Middle Eastern Hospitality

When we arrived we were weary. A three day conference held in Arabic with a translator sitting behind us...most of the day in a an old Hyundai with five adults...sightseeing around ruins that involved a couple hours of walking...a huge and delicious lunch of mansaf (a typical Jordanian meal of lamb, yogurt, and rice) at 4pm...watching a sandstorm move across the Jordan River valley at sunset...and the fact that it was after 10 pm all contributed. Now we were delivered to the home of a German woman we had only met for a few minutes the day before. At her house our group--a Dutch couple, our Jordanian friend cum tourist guide, and my husband and I -- found a Jordanian man, an Algerian man, and a German man as well as our hostess.

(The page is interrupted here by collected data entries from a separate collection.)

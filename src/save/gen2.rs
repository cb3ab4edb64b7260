//! Gold, Silver and Crystal.

use std::io::{Cursor, Read};

use byteorder::{BigEndian, ReadBytesExt};

use super::{
    gb::{self, ListEntry, ListLayout, PARTY_CAPACITY},
    GameBox, PlayerGender, SaveContents, Trainer, ValidatedSection,
};
use crate::{
    error::{ChecksumError, RecordError},
    format::Generation,
    pokemon::{
        dv_block, DecodedRecord, Gender, Item, Location, OriginalTrainer, Slot, Special, StatBlock,
    },
    tables::LookupTables,
    text::decode_text,
    TrainerId,
};

pub const PARTY_RECORD_SIZE: usize = 48;
pub const BOX_RECORD_SIZE: usize = 32;
const BOX_NAME_LENGTH: usize = 9;
const CURRENT_BOX_MASK: u8 = 0x0F;

/// Species list marker for an egg. The record itself holds the hatching species.
pub const EGG_MARKER: u8 = 0xFD;

/// Attack DVs that make a shiny when the other three DVs are all 10.
const SHINY_ATTACK_DVS: [u16; 8] = [2, 3, 6, 7, 10, 11, 14, 15];

pub fn decode(
    section: &ValidatedSection<'_>,
    tables: &LookupTables,
) -> Result<SaveContents, ChecksumError> {
    let raw = section.raw();
    let layout = gb::layout_for(section.format())?;

    let mut cursor = Cursor::new(raw);
    cursor.set_position(layout.money as u64);
    let money = cursor.read_u24::<BigEndian>()?;
    // Johto badges then Kanto badges
    let badges = raw
        .get(layout.badges..layout.badges + 2)
        .ok_or(ChecksumError::Truncated)?;
    let gender = match layout.player_gender {
        Some(offset) => {
            determine_player_gender(*raw.get(offset).ok_or(ChecksumError::Truncated)?)
        }
        None => None,
    };
    let trainer = Trainer {
        name: gb::read_name(raw, layout.player_name, Generation::Two)?,
        id: section.owner(),
        gender,
        money,
        time_played: gb::read_time_played(raw, layout.play_time, Generation::Two)?,
        badges: Some(gb::count_badges(badges)),
        rival_name: Some(gb::read_name(raw, layout.rival_name, Generation::Two)?),
    };
    log::debug!("Trainer {} ({})", trainer.name, trainer.id.public_id);

    let party_list = ListLayout {
        offset: layout.party,
        capacity: PARTY_CAPACITY,
        record_size: PARTY_RECORD_SIZE,
    };
    let party = gb::read_list(raw, party_list, |idx| Location::Party { slot: idx + 1 })?
        .iter()
        .map(|entry| Slot::from_result(entry.location, decode_record(entry, tables)))
        .collect();

    let current_box = usize::from(
        raw.get(layout.current_box_number)
            .ok_or(ChecksumError::Truncated)?
            & CURRENT_BOX_MASK,
    );
    log::trace!("Current box {current_box}");

    let mut boxes = Vec::with_capacity(layout.box_count());
    for box_index in 0..layout.box_count() {
        let number = box_index as u8 + 1;
        let list = ListLayout {
            offset: if box_index == current_box {
                layout.current_box
            } else {
                layout.box_offset(box_index)
            },
            capacity: layout.box_capacity,
            record_size: BOX_RECORD_SIZE,
        };
        let slots = gb::read_box(raw, list, number)
            .iter()
            .map(|entry| Slot::from_result(entry.location, decode_record(entry, tables)))
            .collect();
        boxes.push(GameBox {
            number,
            name: box_name(raw, layout.box_names, box_index)?,
            slots,
        });
    }

    Ok(SaveContents {
        trainer,
        party,
        boxes,
    })
}

fn box_name(
    raw: &[u8],
    box_names: Option<usize>,
    box_index: usize,
) -> Result<String, ChecksumError> {
    let name = match box_names {
        Some(offset) => {
            let start = offset + box_index * BOX_NAME_LENGTH;
            let bytes = raw
                .get(start..start + BOX_NAME_LENGTH)
                .ok_or(ChecksumError::Truncated)?;
            decode_text(bytes, Generation::Two)
        }
        None => String::new(),
    };
    if name.is_empty() {
        Ok(format!("BOX{}", box_index + 1))
    } else {
        Ok(name)
    }
}

fn determine_player_gender(data: u8) -> Option<PlayerGender> {
    match data {
        0x00 => Some(PlayerGender::Male),
        0x01 => Some(PlayerGender::Female),
        _ => {
            log::warn!("Invalid player gender: 0x{data:x}");
            None
        }
    }
}

fn is_shiny(ivs: &StatBlock) -> bool {
    ivs.defense == 10
        && ivs.speed == 10
        && ivs.special == Special::Unified(10)
        && SHINY_ATTACK_DVS.contains(&ivs.attack)
}

fn decode_record(
    entry: &ListEntry<'_>,
    tables: &LookupTables,
) -> Result<DecodedRecord, RecordError> {
    let mut cursor = Cursor::new(entry.record);
    let species_index = cursor.read_u8()?;
    let held_item = cursor.read_u8()?;
    let mut move_indices = [0u8; 4];
    cursor.read_exact(&mut move_indices)?;
    let original_trainer_id = cursor.read_u16::<BigEndian>()?;
    let experience = cursor.read_u24::<BigEndian>()?;
    let mut evs = [0u16; 5];
    for ev in evs.iter_mut() {
        *ev = cursor.read_u16::<BigEndian>()?;
    }
    let dvs = cursor.read_u16::<BigEndian>()?;
    let mut pp = [0u8; 4];
    cursor.read_exact(&mut pp)?;
    let friendship = cursor.read_u8()?;
    let _pokerus = cursor.read_u8()?;
    let _caught_data = cursor.read_u16::<BigEndian>()?;
    let level = cursor.read_u8()?;

    let species = super::species(tables, Generation::Two, u16::from(species_index));
    let ivs = dv_block(dvs);
    let gender = species
        .national_dex
        .and_then(|national| tables.species_info(national))
        .map(|info| Gender::from_attack_dv(ivs.attack as u8, info.gender_threshold));

    Ok(DecodedRecord {
        location: entry.location,
        species,
        nickname: decode_text(entry.nickname, Generation::Two),
        original_trainer: OriginalTrainer {
            name: decode_text(entry.original_trainer_name, Generation::Two),
            id: TrainerId {
                public_id: original_trainer_id,
                secret_id: None,
            },
        },
        held_item: (held_item != 0).then(|| Item {
            index: u16::from(held_item),
            name: tables
                .item_name(Generation::Two, u16::from(held_item))
                .to_owned(),
        }),
        moves: super::moves(
            tables,
            &move_indices.map(u16::from),
            &pp.map(|pp| pp & 0x3F),
            |slot| pp[slot] >> 6,
        ),
        experience,
        level,
        is_shiny: Some(is_shiny(&ivs)),
        ivs,
        evs: StatBlock {
            hp: evs[0],
            attack: evs[1],
            defense: evs[2],
            speed: evs[3],
            special: Special::Unified(evs[4]),
        },
        is_egg: entry.species_marker == EGG_MARKER,
        gender,
        nature: None,
        ability: None,
        personality_value: None,
        friendship: Some(friendship),
        language: None,
        met_location: None,
        status: String::new(),
    })
}

#[cfg(test)]
mod tests {
    use super::*;

    fn record(species: u8, dvs: [u8; 2]) -> [u8; PARTY_RECORD_SIZE] {
        let mut record = [0u8; PARTY_RECORD_SIZE];
        record[0x00] = species;
        record[0x01] = 0x12;
        record[0x02] = 33;
        record[0x06..0x08].copy_from_slice(&54321u16.to_be_bytes());
        record[0x15..0x17].copy_from_slice(&dvs);
        record[0x17] = 35;
        record[0x1B] = 70;
        record[0x1F] = 5;
        record
    }

    fn entry<'a>(record: &'a [u8], species_marker: u8) -> ListEntry<'a> {
        ListEntry {
            location: Location::Party { slot: 1 },
            species_marker,
            record,
            original_trainer_name: &[0x50],
            nickname: &[0x50],
        }
    }

    #[test]
    fn test_shiny_and_gender() {
        let tables = LookupTables::builtin();
        // Ampharos, 1 in 2 female: attack DV 10 is above the 7 cutoff
        let raw = record(181, [0xAA, 0xAA]);
        let decoded = decode_record(&entry(&raw, 181), tables).unwrap();
        assert_eq!(decoded.species.name, "Ampharos");
        assert_eq!(decoded.is_shiny, Some(true));
        assert_eq!(decoded.gender, Some(Gender::Male));
        assert_eq!(decoded.friendship, Some(70));
        assert_eq!(decoded.level, 5);
        assert_eq!(decoded.original_trainer.id.public_id, 54321);
        assert_eq!(decoded.moves[0].name, "Tackle");

        let raw = record(181, [0x2A, 0xAA]);
        let decoded = decode_record(&entry(&raw, 181), tables).unwrap();
        assert_eq!(decoded.is_shiny, Some(true));
        assert_eq!(decoded.gender, Some(Gender::Female));

        let raw = record(181, [0xAA, 0xAB]);
        assert_eq!(
            decode_record(&entry(&raw, 181), tables).unwrap().is_shiny,
            Some(false)
        );

        let raw = record(181, [0x1A, 0xAA]);
        assert_eq!(
            decode_record(&entry(&raw, 181), tables).unwrap().is_shiny,
            Some(false)
        );
    }

    #[test]
    fn test_genderless_and_held_item() {
        let tables = LookupTables::builtin();
        // Magnemite
        let raw = record(81, [0x00, 0x00]);
        let decoded = decode_record(&entry(&raw, 81), tables).unwrap();
        assert_eq!(decoded.gender, Some(Gender::Genderless));
        let item = decoded.held_item.unwrap();
        assert_eq!(item.index, 0x12);
        assert_eq!(item.name, tables.item_name(Generation::Two, 0x12));
    }

    #[test]
    fn test_egg_marker() {
        let tables = LookupTables::builtin();
        let raw = record(152, [0x00, 0x00]);
        let decoded = decode_record(&entry(&raw, EGG_MARKER), tables).unwrap();
        assert!(decoded.is_egg);
        assert_eq!(decoded.species.name, "Chikorita");
        assert!(!decode_record(&entry(&raw, 152), tables).unwrap().is_egg);
    }

    #[test]
    fn test_box_names() {
        let mut raw = vec![0x50u8; 2 * BOX_NAME_LENGTH];
        raw[BOX_NAME_LENGTH..BOX_NAME_LENGTH + 3].copy_from_slice(&[0x81, 0x8E, 0x97]);
        assert_eq!(box_name(&raw, Some(0), 0).unwrap(), "BOX1");
        assert_eq!(box_name(&raw, Some(0), 1).unwrap(), "BOX");
        assert_eq!(box_name(&raw, None, 4).unwrap(), "BOX5");
    }
}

Our friend left to retrieve our luggage which had been delivered elsewhere and we were offered some ginger-lemon tea. Discussions were going on in four languages, but we were the only ones who always were speaking in our first language, because we don’t speak Arabic, German, or French!

Jerash

Our friend arrived with our suitcases and plastic bags full of lamb filled pita bread, hummus, eggplant hummus, pickled cucumbers, carrots and turnips, yogurt, and more pita bread. We didn’t need to eat anything, but we did because it was all so good.


Hummus


Our hostess showed us to our room where we found two large twin beds pushed next to each other. There was a pile of towels in the bathroom to choose from and a hot shower to get the ancient dust from the the fascinating, column lined Roman city of Jerash off our bodies.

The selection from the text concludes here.